C'est pas du Van Gogh mais ça aurait pu... par jerome60
Après avoir failli tuer De Gaulle (dans l'album J'ai pas tué De Gaulle... mais ça a bien failli), Jean-Paul s'est réfugié en Lorraine chez sa tante Ninine. Au cœur de l'hiver 1962, la vie est rude à la campagne. Mais comme le dis Jean-Paul, « chez nous, passer l'hiver c'est un métier. » Avec la charcutaille, le gros rouge qui tache, et surtout la cuisinière à bois qui réchauffe toute la maisonnée, on peut voir venir. Le vrai problème, c'est l'ennui. Pour le tromper, tata a ressorti les carnets dans lesquels elle a consigné ses souvenirs. Arrivé à l'année 1939, il y a quelque chose qui coince. Des zones d'ombre impossibles à éclaircir. Pourquoi, au moment de l'exode, Georges, son mari, a disparu pendant trois mois ? Quand il est revenu, il n'était plus le même. Il s'est arrêté de travailler et a dit qu'il n'avait plus besoin d'argent. Sa version officielle ? Il avait passé ces trois mois à Arles, sur la tombe de sa mère. Sa femme n'a jamais pu en savoir plus. Ni une ni deux, Jean-Paul décide de tirer l'affaire au clair. Le voila donc parti sur les traces de tonton Georges, à bicyclette. Si seulement il avait su dans quel ni de serpents il allait mettre les pieds...

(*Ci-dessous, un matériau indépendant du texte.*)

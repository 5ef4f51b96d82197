//! Runtime resource metadata shared by every builder of one resource.

use std::collections::BTreeSet;

use strum::{Display, EnumString};

/// Operations a request can represent.
///
/// The CRUD/batch vocabulary plus the two open-ended operation families
/// (finders and actions).
#[derive(Debug, Clone, Copy, PartialEq, Eq, PartialOrd, Ord, Hash, Display, EnumString)]
#[strum(serialize_all = "snake_case")]
pub enum Operation {
    Get,
    BatchGet,
    Create,
    BatchCreate,
    Update,
    BatchUpdate,
    PartialUpdate,
    BatchPartialUpdate,
    Delete,
    BatchDelete,
    Finder,
    Action,
}

/// Immutable description of one resource, shared by all of its builders.
///
/// Carries the supported operation set and, for compound-keyed resources,
/// the named key parts with their type names.
///
/// ## Examples
///
/// ```
/// use restive_client::{Operation, ResourceSpec};
///
/// let spec = ResourceSpec::new([Operation::Get, Operation::Create]);
/// assert!(spec.is_supported(Operation::Get));
/// assert!(!spec.is_supported(Operation::Delete));
/// ```
#[derive(Debug, Clone, Default, PartialEq)]
pub struct ResourceSpec {
    supported: BTreeSet<Operation>,
    key_parts: Vec<(String, String)>,
}

impl ResourceSpec {
    /// Creates a spec with the given supported operations.
    pub fn new(supported: impl IntoIterator<Item = Operation>) -> Self {
        Self {
            supported: supported.into_iter().collect(),
            key_parts: Vec::new(),
        }
    }

    /// Creates the empty spec used by action-set resources.
    pub fn none() -> Self {
        Self::default()
    }

    /// Registers a named compound-key part and its type name.
    pub fn with_key_part(
        mut self,
        name: impl Into<String>,
        type_name: impl Into<String>,
    ) -> Self {
        self.key_parts.push((name.into(), type_name.into()));
        self
    }

    /// Returns true when the resource supports `op`.
    pub fn is_supported(&self, op: Operation) -> bool {
        self.supported.contains(&op)
    }

    /// The supported operation set.
    pub fn supported(&self) -> &BTreeSet<Operation> {
        &self.supported
    }

    /// Compound-key parts in declaration order.
    pub fn key_parts(&self) -> &[(String, String)] {
        &self.key_parts
    }
}
//! Builder-descriptor synthesis per operation.
//!
//! For every supported CRUD/batch operation, every finder, and every
//! action of a resource, this module derives one [`BuilderDescriptor`]:
//! its type name, the base contract it binds (selected by operation
//! kind), its factory-operation name on the facade, and its path-key,
//! association-key, and parameter bindings.
//!
//! Path-key bindings cover every entry of the incoming [`PathKeyChain`],
//! so builders of nested resources expose the full ancestor addressing
//! chain.

use std::collections::HashMap;
use std::rc::Rc;
use std::str::FromStr;

use restive_define::{
    ActionSchema, FinderSchema, ParameterSchema, ResourceMethod, RestMethodSchema,
};

use crate::context::CompilationContext;
use crate::descriptor::{
    ActionLevel, AssocKeyBinding, BuilderDescriptor, OperationKind, ParamBinding, PathKeyBinding,
    PathKeyChain, ResourceSpec,
};
use crate::errors::CompilerError;
use crate::naming::{camel_case, pascal_case};
use crate::resolver::{RustType, TypeResolutionError};

/// Canonical generation order for CRUD/batch builders.
const CRUD_ORDER: [ResourceMethod; 10] = [
    ResourceMethod::Get,
    ResourceMethod::BatchGet,
    ResourceMethod::Create,
    ResourceMethod::BatchCreate,
    ResourceMethod::Update,
    ResourceMethod::BatchUpdate,
    ResourceMethod::PartialUpdate,
    ResourceMethod::BatchPartialUpdate,
    ResourceMethod::Delete,
    ResourceMethod::BatchDelete,
];

/// Derives builders for the resource's supported CRUD/batch operations.
///
/// The `methods` entries enrich supported operations with documentation
/// and query parameters; `supports` (already folded into `spec`) decides
/// which builders exist.
pub(crate) fn crud_builders(
    resource_name: &str,
    namespace: Option<&str>,
    spec: &Rc<ResourceSpec>,
    chain: &PathKeyChain,
    methods: &[RestMethodSchema],
    ctx: &mut CompilationContext<'_>,
) -> Result<Vec<BuilderDescriptor>, CompilerError> {
    let mut schema_map: HashMap<ResourceMethod, &RestMethodSchema> = HashMap::new();
    for method_schema in methods {
        if let Ok(method) = ResourceMethod::from_str(&method_schema.method) {
            schema_map.insert(method, method_schema);
        }
    }

    let pascal_resource = pascal_case(resource_name);
    let mut builders = Vec::new();

    for method in CRUD_ORDER {
        if !spec.supported.contains(&method) {
            continue;
        }
        let wire_name = method.to_string();
        let type_name = format!("{}{}Builder", pascal_resource, pascal_case(&wire_name));
        ctx.claim_type_name(namespace, &type_name);

        let method_schema = schema_map.get(&method);
        let query_params = match method_schema {
            Some(schema) => param_bindings(&schema.parameters, ctx)?,
            None => Vec::new(),
        };

        builders.push(BuilderDescriptor {
            type_name,
            kind: OperationKind::Crud(method),
            key_type: spec.key_type(),
            value_type: spec.value_type(),
            factory_method: camel_case(&wire_name),
            doc: method_schema.and_then(|schema| schema.doc.clone()),
            path_keys: path_key_bindings(chain),
            assoc_keys: Vec::new(),
            query_params,
            action_params: Vec::new(),
            return_type: None,
            metadata_type: None,
            spec: Rc::clone(spec),
        });
    }

    Ok(builders)
}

Quel plaisir de retrouver Jean-Paul, l'escroc à la petite semaine qui attire les ennuis comme un aimant. Dans cette nouvelle aventure, il croisera des dessins de Van Gogh, des faussaires, une nymphomane, des religieuses pas catholiques et quelques balles perdues. Bruno Heitz n'a pas son pareil pour trousser des intrigues savoureuses qui fleurent bon la France profonde des années 60. L'ambiance, c'est vraiment le point fort de cet album. La balade en DS, le train Lyon-Arles, les troquets et les hôtels de province, le panier à salade Citroën et la Simca du commissaire de police, on plonge avec plaisir dans la France du Général.
Nombre de lecteurs apprécient moyennement le trait minimaliste et tout en rondeur de Heitz. Personnellement, j'aime beaucoup. Sans chichi, il sait aller à l'essentiel. Cinq ou six cases maximum par page, une vraie facilité à rendre les mouvements et les scènes d'action. Seul regret, l'usage de la couleur qui n'apporte rien à l'ensemble. Je préfère le travail de ce dessinateur en noir et blanc, il n'y a qu'à voir le premier volume de l'intégrale d'un Privé à la cambrousse pour s'en convaincre !
Humour, dérision et truculence sont au menu de cet album réjouissant où Jean-Paul, l'anti-héros un brin couillon se révèle décidément d'un charme irrésistible.